Se retournant vers son fils qui assistait à cette étrange conversation : « Eh bien ! Carlin, quoique je ne me soucie plus d’avoir la moindre influence sur les affaires, je me flatte que tu voudras bien, pour m’amuser, m’envoyer, chaque semaine, un bulletin de ce que tu auras fait et décidé ; je serai ainsi mieux tenu, que par les gazettes, au fil des événemens. »

Un dernier trait parlera cette jolie scène de famille.

Blondel, à peine revenu de Rivoli, voyait arriver un courrier qui lui annonçait la naissance de M. le duc d’Anjou, ce premier enfant du roi Louis XV. Blondel accourt au palais, où Victor-Amédée vient lui-même de rentrer, gratte à la porte de l’antichambre, frappe, frappe plus fort ; enfin, une voix qu’il reconnaît pour celle de Carlin demande qui est là.
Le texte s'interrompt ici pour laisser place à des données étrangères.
/// Round a `Decimal` half away from zero to `scale` digits.
pub fn round_decimal(value: &Decimal, scale: u32) -> Decimal {
    value.round_dp_with_strategy(scale, RoundingStrategy::MidpointAwayFromZero)
}

/// Decimal to double, zero when out of range.
pub fn decimal_to_f64(value: &Decimal) -> f64 {
    value.to_f64().unwrap_or(0.0)
}

#[cfg(test)]
mod tests {
    use super::*;

    fn digits(s: &str) -> DecimalDigits {
        DecimalDigits::parse(s.as_bytes()).value
    }

    #[test]
    fn test_bin_size() {
        assert_eq!(bin_size(5, 2), 3);
        assert_eq!(bin_size(10, 2), 5);
        assert_eq!(bin_size(18, 9), 8);
        assert_eq!(bin_size(65, 30), 30);
        assert_eq!(bin_size(1, 0), 1);
    }

    #[test]
    fn test_parse() {
        let p = DecimalDigits::parse(b"  -0012.340 ");
        assert_eq!(p.error, DecimalError::OK);
        assert_eq!(p.value.to_text(3), "-12.340");
        let p = DecimalDigits::parse(b"1.5e2");
        assert_eq!(p.value.to_text(0), "150");
        let p = DecimalDigits::parse(b"25e-3");
        assert_eq!(p.value.to_text(3), "0.025");
        let p = DecimalDigits::parse(b"12abc");
        assert!(p.error.contains(DecimalError::TRUNCATED));
        assert_eq!(p.end, 2);
        let p = DecimalDigits::parse(b"abc");
        assert!(p.error.contains(DecimalError::BAD_NUM));
        let p = DecimalDigits::parse(b"-0.000");
        assert!(!p.value.negative);
    }

    #[test]
    fn test_round_to_carries() {
        let (v, dropped) = digits("9.995").round_to(2);
        assert!(dropped);
        assert_eq!(v.to_text(2), "10.00");
        let (v, dropped) = digits("1.20").round_to(1);
        assert!(!dropped);
        assert_eq!(v.to_text(1), "1.2");
        let (v, _) = digits("-2.5").round_to(0);
        assert_eq!(v.to_text(0), "-3");
    }

    #[test]
    fn test_bin_encoding_known_image() {
        // 1234567890.1234 as DECIMAL(14,4): 1 leading digit, one full group,
        // 4 fractional digits.
        let mut out = vec![0u8; bin_size(14, 4)];
        let err = decimal2bin(&digits("1234567890.1234"), 14, 4, &mut out);
        assert!(err.is_ok());
        assert_eq!(out, vec![0x81, 0x0D, 0xFB, 0x38, 0xD2, 0x04, 0xD2]);
        let back = bin2decimal(&out, 14, 4);
        assert_eq!(back.to_text(4), "1234567890.1234");
    }

    #[test]
    fn test_bin_negative_and_order() {
        let mut a = vec![0u8; bin_size(5, 2)];
        let mut b = vec![0u8; bin_size(5, 2)];
        let mut c = vec![0u8; bin_size(5, 2)];
        decimal2bin(&digits("-1.50"), 5, 2, &mut a);
        decimal2bin(&digits("0"), 5, 2, &mut b);
        decimal2bin(&digits("1.25"), 5, 2, &mut c);
        assert!(a < b && b < c);
        assert_eq!(bin2decimal(&a, 5, 2).to_text(2), "-1.50");
    }

    #[test]
    fn test_overflow_leaves_output() {
        let mut out = vec![0xAAu8; bin_size(5, 2)];
        let err = decimal2bin(&digits("99999.999"), 5, 2, &mut out);
        assert!(err.contains(DecimalError::OVERFLOW));
        assert_eq!(out, vec![0xAA; 3]);
    }

    #[test]
    fn test_wide_precision_round_trip() {
        let text = "12345678901234567890123456789012345.123456789012345678901234567890";
        let mut out = vec![0u8; bin_size(65, 30)];
        assert!(decimal2bin(&digits(text), 65, 30, &mut out).is_ok());
        assert_eq!(bin2decimal(&out, 65, 30).to_text(30), text);
    }

    #[test]
    fn test_to_i64_and_decimal() {
        assert_eq!(digits("2.5").to_i64(false), (3, DecimalError::TRUNCATED));
        let (v, e) = digits("-5").to_i64(true);
        assert_eq!(v, 0);
        assert!(e.contains(DecimalError::OVERFLOW));
        assert_eq!(digits("12.5").to_decimal(), Decimal::new(125, 1));
        assert_eq!(digits("1e40").to_decimal(), Decimal::MAX);
    }

    #[test]
    fn test_from_f64() {
        let (v, e) = DecimalDigits::from_f64(0.1);
        assert!(e.is_ok());
        assert_eq!(v.to_text(1), "0.1");
        let (_, e) = DecimalDigits::from_f64(f64::INFINITY);
        assert!(e.contains(DecimalError::OVERFLOW));
    }
}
Blondel crie la nouvelle à travers la porte. Carlin, sans ouvrir, répond qu’il va prendre les ordres de son père, puis revient et introduit Blondel chez Victor-Amédée, qu’il trouve sur sa « chaise percée, » — la « chaise percée » était protocolaire, en ce temps-là.

— Brûle du papier, mon cher Blondel, clame joyeusement le vieux Roi, mais je n’ai pas voulu tarder une minute à te témoigner ma joie de la naissance de mon premier arrière-petit-fils.

Puis, sans se lever :

— Me permets-tu, Carlin, de répondre à Louis en ta présence ?

— Votre Majesté se divertit à mes dépens, répond Carlin. Votre Majesté sait bien qu’elle est toujours maîtresse.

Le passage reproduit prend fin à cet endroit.